• Aim of the exercise:
Your task is to restate the data word for word.

[Stored records]
-- -- --

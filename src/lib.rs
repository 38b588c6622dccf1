pub mod app;
pub mod config;
pub mod core;
pub mod domain;
pub mod utils;

#[cfg(feature = "cli")]
pub use config::CliConfig;

pub use app::export::{export_prices, export_with_config};
pub use app::pipelines::price_pipeline::PricePipeline;
pub use config::{cli::LocalStorage, toml_config::TomlConfig, ExportConfig};
pub use core::etl::EtlEngine;
pub use domain::markup::{PageScheme, SiteMarkup};
pub use domain::model::{Column, CsvOptions, ErrorPolicy, ExportSummary, Price, PriceRow, Quoting};
pub use utils::error::{Result, ScrapeError};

-- -- --

• Response below:
filename src/lib.rs
repository 38b588c6622dccf1
pub mod app;
pub mod config;
pub mod core;
pub mod domain;
pub mod utils;

#[cfg(feature = "cli")]
pub use config::CliConfig;

pub use app::export::{export_prices, export_with_config};
pub use app::pipelines::price_pipeline::PricePipeline;
pub use config::{cli::LocalStorage, toml_config::TomlConfig, ExportConfig};
pub use core::etl::EtlEngine;
pub use domain::markup::{PageScheme, SiteMarkup};
pub use domain::model::{Column, CsvOptions, ErrorPolicy, ExportSummary, Price, PriceRow, Quoting};
pub use utils::error::{Result, ScrapeError};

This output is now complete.